Publié le 27 Juin 2017


 

Si 77 % des cadres ouvrent leur mail en dehors du bureau[1], un nombre quasi équivalent souhaite une vraie régulation de l’utilisation des outils numériques. En répondant à cette demande, la loi sur le travail d’août 2016 ouvre la voie à une clarification des usages.

Si les outils  numériques apportent de la flexibilité dans l’organisation du travail, ils peuvent impacter la santé, en créant une charge de travail supplémentaire, sans parler du stress : sollicitations, urgence des réponses à apporter...

 

Que dit la loi sur le sujet ?

Instauré par la loi Travail d’août 2016, le droit à la déconnexion doit permettre au salarié de se couper temporairement des outils numériques afin de ne pas être en permanence joignable dans un cadre professionnel.

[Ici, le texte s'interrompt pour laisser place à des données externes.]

// SPDX-License-Identifier: Apache-2.0 OR MIT
// Copyright (c) 2025-2026 naskel.com

//! Process-wide type registry.
//!
//! Maps registered names (and type hashes) to [`StructDescriptor`]s.
//! Registration is idempotent per native type and rejects a second native
//! type under an existing name. Entries are never removed, so an
//! `Arc<StructDescriptor>` handed out once stays meaningful for the rest of
//! the process.
//!
//! Lookups take a shared lock; only the insert of a new type takes the
//! exclusive one. Descriptors are built outside the lock.

use crate::error::{BridgeError, Result};
use crate::member::{StructBuilder, StructDescriptor};
use crate::reflect::Reflect;
use crate::types::{type_hash, TypeDescriptor};
use parking_lot::RwLock;
use std::any::TypeId;
use std::collections::HashMap;
use std::sync::{Arc, OnceLock};

#[derive(Default)]
struct Tables {
    by_name: HashMap<String, Arc<StructDescriptor>>,
    by_hash: HashMap<u64, Arc<StructDescriptor>>,
}

/// Name and hash indexed table of struct descriptors.
#[derive(Default)]
pub struct TypeRegistry {
    tables: RwLock<Tables>,
}

impl TypeRegistry {
    #[must_use]
    pub fn new() -> Self {
        Self::default()
    }

    /// Check an existing entry against the incoming type.
    fn existing(
        tables: &Tables,
        name: &str,
        hash: u64,
        id: TypeId,
    ) -> Option<Result<Arc<StructDescriptor>>> {
        let sd = tables.by_name.get(name)?;
        if sd.type_hash() == hash && sd.type_id() == id {
            return Some(Ok(Arc::clone(sd)));
        }
        log::warn!(
            "[registry] type conflict on '{}': {:#018x} already registered, got {:#018x}",
            name,
            sd.type_hash(),
            hash
        );
        Some(Err(BridgeError::TypeConflict {
            name: name.to_string(),
            existing_hash: sd.type_hash(),
            new_hash: hash,
        }))
    }

    /// Register `T` under `name`.
    ///
    /// Registering the same `T` again is a no-op that returns the existing
    /// descriptor. Registering a different type under a taken name fails
    /// with `TypeConflict` and leaves the registry unchanged.
    ///
    /// # Panics
    ///
    /// Panics when `T`'s reflected metadata is malformed (empty or
    /// duplicate member names, inconsistent descriptors).
    pub fn register<T: Reflect>(&self, name: &str) -> Result<Arc<StructDescriptor>> {
        if name.is_empty() {
            return Err(BridgeError::invalid("empty type name"));
        }
        let hash = type_hash::<T>();
        let id = TypeId::of::<T>();
        if let Some(found) = Self::existing(&self.tables.read(), name, hash, id) {
            return found;
        }

        let sd = T::reflect(StructBuilder::new(name)).build();
        sd.validate();
        let sd = Arc::new(sd);

        let mut tables = self.tables.write();
        if let Some(found) = Self::existing(&tables, name, hash, id) {
            return found;
        }
        tables.by_name.insert(name.to_string(), Arc::clone(&sd));
        tables.by_hash.entry(hash).or_insert_with(|| Arc::clone(&sd));
        log::debug!(
            "[registry] registered '{}' hash={:#018x} size={} members={}",
            name,
            hash,
            sd.size(),
            sd.member_count()
        );
        Ok(sd)
    }

    #[must_use]
    pub fn lookup(&self, name: &str) -> Option<Arc<StructDescriptor>> {
        self.tables.read().by_name.get(name).cloned()
    }

    /// First descriptor registered for the native type with this hash.
    #[must_use]
    pub fn lookup_by_hash(&self, hash: u64) -> Option<Arc<StructDescriptor>> {
        self.tables.read().by_hash.get(&hash).cloned()
    }

    #[must_use]
    pub fn lookup_by_type<T: 'static>(&self) -> Option<Arc<StructDescriptor>> {
        self.lookup_by_hash(type_hash::<T>())
            .filter(|sd| sd.type_id() == TypeId::of::<T>())
    }

    /// Resolve a `Struct`-tagged descriptor: by hash first, then by name.
    ///
    /// The entry found must describe the same native type as `desc`.
    /// Another type registered under the same name is a `TypeMismatch`.
    pub fn resolve(&self, desc: &TypeDescriptor) -> Result<Arc<StructDescriptor>> {
        let (name, hash) = desc
            .struct_ref()
            .ok_or_else(|| BridgeError::mismatch("struct", desc.name()))?;
        let sd = self
            .lookup_by_hash(hash)
            .or_else(|| self.lookup(name))
            .ok_or_else(|| BridgeError::UnknownType(name.to_string()))?;
        if sd.type_hash() != hash || desc.type_id().is_some_and(|id| id != sd.type_id()) {
            log::warn!(
                "[registry] '{}' resolved to another native type: {:#018x} != {:#018x}",
                name,
                sd.type_hash(),
                hash
            );
            return Err(BridgeError::mismatch(
                format!("{} ({:#018x})", name, hash),
                format!("{} ({:#018x})", sd.type_name(), sd.type_hash()),
            ));
        }
        Ok(sd)
    }

    #[must_use]
    pub fn len(&self) -> usize {
        self.tables.read().by_name.len()
    }

    #[must_use]
    pub fn is_empty(&self) -> bool {
        self.tables.read().by_name.is_empty()
    }

    /// Registered names, sorted.
    #[must_use]
    pub fn type_names(&self) -> Vec<String> {
        let mut names: Vec<String> = self.tables.read().by_name.keys().cloned().collect();
        names.sort_unstable();
        names
    }
}

/// The process-wide registry (created on first use, never torn down).
pub fn type_registry() -> &'static TypeRegistry {
    static REGISTRY: OnceLock<TypeRegistry> = OnceLock::new();
    REGISTRY.get_or_init(TypeRegistry::new)
}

Il s’agit au final d’« assurer le respect des temps de repos et de congé ainsi que la vie personnelle et familiale ».

Pour les entreprises, il s’agit de trouver un accord sur la mise en place de dispositifs de régulation de l’utilisation des outils numériques ; et à défaut d’accord, d’élaborer une charte devant préciser la mise en œuvre d’actions de sensibilisation et de formation pour les salariés et le personnel d’encadrement.

 

Faire de l’obligation légale une opportunité à saisir

Trois types d’actions peuvent permettre d’alimenter le dialogue au sein de l’entreprise et de mettre en œuvre des solutions opérationnelles :

 

1. Clarifier les pratiques

Pour évaluer l’importance et l’intensité au quotidien des usages numériques, il est d’abord nécessaire de procéder à un état des lieux des pratiques, des comportements et des ressentis, qui diffèrent selon la nécessité des métiers et des organisations. Quelques exemples de questions à se poser :

Quels sont les métiers les plus exposés ?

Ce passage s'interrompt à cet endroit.